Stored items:
━━━━━━━━━━━━━━━━

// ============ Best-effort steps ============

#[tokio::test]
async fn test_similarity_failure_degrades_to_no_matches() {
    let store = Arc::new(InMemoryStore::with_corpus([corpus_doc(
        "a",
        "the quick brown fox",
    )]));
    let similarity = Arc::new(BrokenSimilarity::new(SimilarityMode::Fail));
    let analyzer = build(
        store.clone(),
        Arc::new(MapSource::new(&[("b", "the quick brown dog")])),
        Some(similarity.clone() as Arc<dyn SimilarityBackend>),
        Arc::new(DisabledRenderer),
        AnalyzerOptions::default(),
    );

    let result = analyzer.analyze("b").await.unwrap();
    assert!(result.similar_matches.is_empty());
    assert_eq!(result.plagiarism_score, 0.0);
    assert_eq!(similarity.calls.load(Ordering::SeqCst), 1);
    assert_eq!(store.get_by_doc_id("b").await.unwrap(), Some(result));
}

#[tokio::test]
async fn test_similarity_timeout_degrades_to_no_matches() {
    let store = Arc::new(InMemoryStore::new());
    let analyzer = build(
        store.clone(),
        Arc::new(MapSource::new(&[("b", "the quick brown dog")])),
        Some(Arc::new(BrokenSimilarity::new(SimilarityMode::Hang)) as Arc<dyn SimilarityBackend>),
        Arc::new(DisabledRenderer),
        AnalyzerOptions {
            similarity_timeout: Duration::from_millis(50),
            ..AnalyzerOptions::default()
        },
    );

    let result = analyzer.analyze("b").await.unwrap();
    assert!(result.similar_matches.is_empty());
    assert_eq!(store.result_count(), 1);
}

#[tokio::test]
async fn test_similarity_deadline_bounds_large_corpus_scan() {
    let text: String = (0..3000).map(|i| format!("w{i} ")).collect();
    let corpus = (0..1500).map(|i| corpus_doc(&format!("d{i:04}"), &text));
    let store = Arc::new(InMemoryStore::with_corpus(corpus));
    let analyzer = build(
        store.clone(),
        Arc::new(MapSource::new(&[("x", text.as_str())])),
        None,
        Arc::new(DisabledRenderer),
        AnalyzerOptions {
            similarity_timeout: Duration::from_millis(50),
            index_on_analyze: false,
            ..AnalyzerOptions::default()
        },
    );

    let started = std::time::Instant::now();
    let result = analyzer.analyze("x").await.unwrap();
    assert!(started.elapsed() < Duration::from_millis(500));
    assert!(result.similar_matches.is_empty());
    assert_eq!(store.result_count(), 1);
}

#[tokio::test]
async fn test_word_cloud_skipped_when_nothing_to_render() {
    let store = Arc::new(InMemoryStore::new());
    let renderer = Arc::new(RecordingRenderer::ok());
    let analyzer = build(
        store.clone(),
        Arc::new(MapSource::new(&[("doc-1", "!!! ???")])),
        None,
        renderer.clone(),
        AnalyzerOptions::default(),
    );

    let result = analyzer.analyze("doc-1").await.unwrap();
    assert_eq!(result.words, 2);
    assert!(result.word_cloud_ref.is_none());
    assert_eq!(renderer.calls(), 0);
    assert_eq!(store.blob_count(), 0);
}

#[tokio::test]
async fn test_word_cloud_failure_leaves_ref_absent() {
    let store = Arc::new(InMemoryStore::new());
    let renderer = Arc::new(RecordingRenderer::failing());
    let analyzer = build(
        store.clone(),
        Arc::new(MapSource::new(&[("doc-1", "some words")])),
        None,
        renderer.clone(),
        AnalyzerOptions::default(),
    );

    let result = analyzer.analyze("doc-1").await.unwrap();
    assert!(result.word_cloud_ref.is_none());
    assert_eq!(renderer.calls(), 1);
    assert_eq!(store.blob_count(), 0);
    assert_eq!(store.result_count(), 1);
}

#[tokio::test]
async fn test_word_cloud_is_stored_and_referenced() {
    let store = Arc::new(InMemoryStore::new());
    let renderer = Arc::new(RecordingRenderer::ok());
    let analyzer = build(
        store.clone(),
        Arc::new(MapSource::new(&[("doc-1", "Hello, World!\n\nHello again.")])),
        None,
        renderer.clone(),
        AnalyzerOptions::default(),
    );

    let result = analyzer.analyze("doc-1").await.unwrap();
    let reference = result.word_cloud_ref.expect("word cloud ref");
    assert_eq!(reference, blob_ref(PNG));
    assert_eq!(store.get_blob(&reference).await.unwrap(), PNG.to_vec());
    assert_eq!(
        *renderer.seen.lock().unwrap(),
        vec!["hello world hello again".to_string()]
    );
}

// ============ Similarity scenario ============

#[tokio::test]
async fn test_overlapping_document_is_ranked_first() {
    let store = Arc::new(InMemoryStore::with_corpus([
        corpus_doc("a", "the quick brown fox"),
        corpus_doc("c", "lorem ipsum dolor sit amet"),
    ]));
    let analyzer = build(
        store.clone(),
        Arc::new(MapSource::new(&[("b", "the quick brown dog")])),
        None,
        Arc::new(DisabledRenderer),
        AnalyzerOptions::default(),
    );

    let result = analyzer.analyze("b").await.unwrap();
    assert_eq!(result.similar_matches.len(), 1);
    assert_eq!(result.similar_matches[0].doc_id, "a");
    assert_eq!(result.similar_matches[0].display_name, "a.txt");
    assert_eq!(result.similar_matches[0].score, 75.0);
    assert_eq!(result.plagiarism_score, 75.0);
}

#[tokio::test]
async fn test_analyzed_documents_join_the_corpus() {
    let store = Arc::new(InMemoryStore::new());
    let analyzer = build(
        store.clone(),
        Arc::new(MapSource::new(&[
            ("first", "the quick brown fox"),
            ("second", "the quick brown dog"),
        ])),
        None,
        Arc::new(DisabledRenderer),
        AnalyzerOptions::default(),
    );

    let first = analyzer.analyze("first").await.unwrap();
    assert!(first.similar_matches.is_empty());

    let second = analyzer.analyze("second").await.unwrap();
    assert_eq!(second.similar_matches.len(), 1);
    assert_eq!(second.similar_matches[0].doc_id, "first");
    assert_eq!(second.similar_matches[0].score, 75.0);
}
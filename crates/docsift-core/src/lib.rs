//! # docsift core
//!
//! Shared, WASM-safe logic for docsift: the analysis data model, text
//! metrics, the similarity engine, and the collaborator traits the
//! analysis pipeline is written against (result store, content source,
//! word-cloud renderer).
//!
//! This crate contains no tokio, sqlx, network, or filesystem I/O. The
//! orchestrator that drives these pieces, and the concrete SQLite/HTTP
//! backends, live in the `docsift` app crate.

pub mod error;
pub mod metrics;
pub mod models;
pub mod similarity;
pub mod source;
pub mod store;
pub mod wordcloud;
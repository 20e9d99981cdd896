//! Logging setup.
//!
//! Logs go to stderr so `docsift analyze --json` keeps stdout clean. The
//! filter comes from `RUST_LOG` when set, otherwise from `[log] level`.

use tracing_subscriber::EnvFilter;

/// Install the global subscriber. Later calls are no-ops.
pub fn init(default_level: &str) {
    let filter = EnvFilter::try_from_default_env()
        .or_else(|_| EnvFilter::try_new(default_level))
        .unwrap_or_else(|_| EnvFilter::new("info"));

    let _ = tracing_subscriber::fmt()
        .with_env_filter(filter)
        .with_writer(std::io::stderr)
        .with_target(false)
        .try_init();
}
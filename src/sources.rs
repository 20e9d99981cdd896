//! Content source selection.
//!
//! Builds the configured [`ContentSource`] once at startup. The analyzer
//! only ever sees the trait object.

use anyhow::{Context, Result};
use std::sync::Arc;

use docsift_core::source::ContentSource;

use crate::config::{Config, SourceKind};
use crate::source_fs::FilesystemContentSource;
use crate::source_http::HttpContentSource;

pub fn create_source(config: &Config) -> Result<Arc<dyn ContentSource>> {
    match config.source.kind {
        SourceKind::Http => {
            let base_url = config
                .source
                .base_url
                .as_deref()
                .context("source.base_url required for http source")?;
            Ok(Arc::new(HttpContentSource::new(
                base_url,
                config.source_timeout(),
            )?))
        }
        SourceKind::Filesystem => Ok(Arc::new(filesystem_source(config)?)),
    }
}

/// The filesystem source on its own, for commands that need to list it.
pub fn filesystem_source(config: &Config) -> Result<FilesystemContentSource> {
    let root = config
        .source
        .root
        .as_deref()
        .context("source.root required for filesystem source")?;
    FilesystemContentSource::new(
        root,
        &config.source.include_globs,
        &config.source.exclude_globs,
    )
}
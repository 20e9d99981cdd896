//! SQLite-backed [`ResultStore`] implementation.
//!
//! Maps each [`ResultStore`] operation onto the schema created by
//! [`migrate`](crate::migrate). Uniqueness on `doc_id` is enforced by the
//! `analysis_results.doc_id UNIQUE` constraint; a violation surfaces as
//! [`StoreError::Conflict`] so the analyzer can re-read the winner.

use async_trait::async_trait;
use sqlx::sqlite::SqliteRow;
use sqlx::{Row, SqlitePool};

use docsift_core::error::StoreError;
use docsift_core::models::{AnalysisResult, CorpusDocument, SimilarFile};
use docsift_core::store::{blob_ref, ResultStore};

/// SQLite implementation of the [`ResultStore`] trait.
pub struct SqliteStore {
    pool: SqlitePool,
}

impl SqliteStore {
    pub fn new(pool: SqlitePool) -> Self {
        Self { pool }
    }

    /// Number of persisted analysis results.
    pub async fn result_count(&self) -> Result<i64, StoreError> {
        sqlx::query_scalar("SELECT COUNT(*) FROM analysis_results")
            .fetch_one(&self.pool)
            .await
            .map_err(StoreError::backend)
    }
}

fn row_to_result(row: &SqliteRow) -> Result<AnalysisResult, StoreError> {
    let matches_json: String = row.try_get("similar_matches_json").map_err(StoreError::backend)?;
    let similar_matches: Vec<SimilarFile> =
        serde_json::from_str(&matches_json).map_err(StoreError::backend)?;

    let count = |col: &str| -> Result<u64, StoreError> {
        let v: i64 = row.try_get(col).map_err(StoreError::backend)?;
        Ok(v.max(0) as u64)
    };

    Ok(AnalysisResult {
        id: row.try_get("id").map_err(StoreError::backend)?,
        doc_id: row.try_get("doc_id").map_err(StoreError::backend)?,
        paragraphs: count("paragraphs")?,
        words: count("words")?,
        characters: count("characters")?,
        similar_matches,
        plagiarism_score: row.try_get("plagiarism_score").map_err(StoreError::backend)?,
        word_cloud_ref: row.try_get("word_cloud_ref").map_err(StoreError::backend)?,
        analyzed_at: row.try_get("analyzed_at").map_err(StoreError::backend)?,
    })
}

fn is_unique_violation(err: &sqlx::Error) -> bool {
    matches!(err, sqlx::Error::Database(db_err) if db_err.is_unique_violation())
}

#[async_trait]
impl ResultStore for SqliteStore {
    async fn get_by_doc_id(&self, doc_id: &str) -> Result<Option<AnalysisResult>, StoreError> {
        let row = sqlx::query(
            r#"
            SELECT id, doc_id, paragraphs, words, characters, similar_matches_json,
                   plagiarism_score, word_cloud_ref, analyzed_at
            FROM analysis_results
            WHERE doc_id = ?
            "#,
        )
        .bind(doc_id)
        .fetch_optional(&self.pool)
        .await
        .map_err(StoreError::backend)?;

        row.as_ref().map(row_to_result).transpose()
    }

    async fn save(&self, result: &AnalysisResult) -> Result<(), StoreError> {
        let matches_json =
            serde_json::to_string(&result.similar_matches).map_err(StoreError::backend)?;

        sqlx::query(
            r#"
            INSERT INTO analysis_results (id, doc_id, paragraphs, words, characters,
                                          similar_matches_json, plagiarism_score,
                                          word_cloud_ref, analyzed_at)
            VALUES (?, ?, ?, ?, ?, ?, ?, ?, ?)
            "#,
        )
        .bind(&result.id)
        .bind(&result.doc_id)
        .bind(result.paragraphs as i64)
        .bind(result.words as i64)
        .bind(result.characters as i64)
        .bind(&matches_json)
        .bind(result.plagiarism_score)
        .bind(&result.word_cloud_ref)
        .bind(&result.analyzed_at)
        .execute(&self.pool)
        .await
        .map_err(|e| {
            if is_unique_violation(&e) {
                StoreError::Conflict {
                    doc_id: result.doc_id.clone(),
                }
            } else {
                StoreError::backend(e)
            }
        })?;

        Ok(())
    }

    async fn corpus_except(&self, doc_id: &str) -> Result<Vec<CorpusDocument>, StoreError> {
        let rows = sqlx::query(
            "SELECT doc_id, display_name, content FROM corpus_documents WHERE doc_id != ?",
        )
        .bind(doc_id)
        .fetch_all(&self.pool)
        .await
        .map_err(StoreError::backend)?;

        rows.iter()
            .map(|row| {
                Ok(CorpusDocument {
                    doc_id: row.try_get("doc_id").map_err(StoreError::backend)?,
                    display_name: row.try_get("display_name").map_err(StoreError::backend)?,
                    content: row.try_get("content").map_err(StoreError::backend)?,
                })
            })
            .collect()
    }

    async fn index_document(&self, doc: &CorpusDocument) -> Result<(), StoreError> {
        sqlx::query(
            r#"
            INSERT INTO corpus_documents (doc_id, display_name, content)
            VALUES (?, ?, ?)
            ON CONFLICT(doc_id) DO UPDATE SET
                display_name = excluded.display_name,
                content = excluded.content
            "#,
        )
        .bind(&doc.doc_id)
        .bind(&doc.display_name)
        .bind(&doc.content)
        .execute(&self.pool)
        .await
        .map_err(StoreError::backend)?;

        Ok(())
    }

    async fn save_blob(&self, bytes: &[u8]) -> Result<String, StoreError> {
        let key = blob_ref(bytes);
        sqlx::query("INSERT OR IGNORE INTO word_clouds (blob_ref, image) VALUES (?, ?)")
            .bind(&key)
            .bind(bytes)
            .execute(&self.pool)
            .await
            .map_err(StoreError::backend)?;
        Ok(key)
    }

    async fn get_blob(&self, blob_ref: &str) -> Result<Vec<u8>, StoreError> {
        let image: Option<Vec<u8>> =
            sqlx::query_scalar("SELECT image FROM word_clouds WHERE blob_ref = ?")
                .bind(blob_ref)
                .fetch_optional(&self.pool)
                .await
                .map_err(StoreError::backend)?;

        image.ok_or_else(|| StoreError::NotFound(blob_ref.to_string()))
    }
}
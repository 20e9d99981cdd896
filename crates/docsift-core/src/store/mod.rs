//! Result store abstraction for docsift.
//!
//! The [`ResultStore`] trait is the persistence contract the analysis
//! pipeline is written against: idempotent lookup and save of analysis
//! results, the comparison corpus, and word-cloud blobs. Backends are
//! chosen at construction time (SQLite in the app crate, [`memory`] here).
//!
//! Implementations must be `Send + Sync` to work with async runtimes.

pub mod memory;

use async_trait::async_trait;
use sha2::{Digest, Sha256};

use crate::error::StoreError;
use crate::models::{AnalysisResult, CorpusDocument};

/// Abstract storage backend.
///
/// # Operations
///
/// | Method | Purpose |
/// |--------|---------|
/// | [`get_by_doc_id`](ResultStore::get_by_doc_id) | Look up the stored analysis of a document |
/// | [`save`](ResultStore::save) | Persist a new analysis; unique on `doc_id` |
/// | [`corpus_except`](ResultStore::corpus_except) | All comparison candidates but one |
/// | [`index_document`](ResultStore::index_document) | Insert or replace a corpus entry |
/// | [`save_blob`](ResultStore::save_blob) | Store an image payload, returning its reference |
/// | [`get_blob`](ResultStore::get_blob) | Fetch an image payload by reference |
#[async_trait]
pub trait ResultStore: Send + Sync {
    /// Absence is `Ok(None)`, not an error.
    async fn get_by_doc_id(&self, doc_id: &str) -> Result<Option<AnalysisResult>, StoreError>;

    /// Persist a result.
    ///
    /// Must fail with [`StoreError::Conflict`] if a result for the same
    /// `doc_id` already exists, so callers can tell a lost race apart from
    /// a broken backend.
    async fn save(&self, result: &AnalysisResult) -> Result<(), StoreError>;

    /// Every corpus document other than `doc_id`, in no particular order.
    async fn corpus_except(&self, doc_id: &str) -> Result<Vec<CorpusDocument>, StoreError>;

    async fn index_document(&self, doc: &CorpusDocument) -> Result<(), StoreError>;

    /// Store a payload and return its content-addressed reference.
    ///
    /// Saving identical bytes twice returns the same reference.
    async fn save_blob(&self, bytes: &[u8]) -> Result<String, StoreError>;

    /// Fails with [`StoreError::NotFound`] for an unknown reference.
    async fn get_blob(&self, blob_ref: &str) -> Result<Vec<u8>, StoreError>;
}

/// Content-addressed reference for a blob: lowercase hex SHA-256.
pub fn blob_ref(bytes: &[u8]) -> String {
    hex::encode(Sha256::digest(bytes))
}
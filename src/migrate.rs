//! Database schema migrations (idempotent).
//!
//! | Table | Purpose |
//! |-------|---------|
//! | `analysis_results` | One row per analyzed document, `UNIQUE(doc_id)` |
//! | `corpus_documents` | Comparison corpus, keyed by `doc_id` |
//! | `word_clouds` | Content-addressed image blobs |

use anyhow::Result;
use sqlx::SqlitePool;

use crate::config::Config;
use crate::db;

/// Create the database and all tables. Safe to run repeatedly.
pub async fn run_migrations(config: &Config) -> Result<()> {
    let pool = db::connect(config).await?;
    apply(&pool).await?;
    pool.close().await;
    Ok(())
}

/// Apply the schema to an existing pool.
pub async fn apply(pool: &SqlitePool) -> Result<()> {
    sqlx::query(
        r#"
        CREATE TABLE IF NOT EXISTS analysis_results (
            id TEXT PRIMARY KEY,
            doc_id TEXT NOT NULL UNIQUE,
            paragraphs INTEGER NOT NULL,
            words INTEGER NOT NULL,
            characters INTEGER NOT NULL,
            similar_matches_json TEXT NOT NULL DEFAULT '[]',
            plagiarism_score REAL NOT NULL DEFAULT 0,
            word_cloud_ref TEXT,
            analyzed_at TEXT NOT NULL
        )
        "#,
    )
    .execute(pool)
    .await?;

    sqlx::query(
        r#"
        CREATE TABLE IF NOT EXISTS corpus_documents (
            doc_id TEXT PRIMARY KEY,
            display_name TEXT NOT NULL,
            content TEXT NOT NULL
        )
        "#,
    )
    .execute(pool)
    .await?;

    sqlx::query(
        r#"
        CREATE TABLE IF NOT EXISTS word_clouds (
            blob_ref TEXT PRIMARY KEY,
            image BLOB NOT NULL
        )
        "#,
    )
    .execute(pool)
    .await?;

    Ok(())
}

━━━━━━━━━━━━━━━━

WHAT IS NEEDED: For each line above that includes "paragraphs", copy the line.

RESULT OF THIS EXERCISE:
        paragraphs: count("paragraphs")?,
            SELECT id, doc_id, paragraphs, words, characters, similar_matches_json,
            INSERT INTO analysis_results (id, doc_id, paragraphs, words, characters,
        .bind(result.paragraphs as i64)
            paragraphs INTEGER NOT NULL,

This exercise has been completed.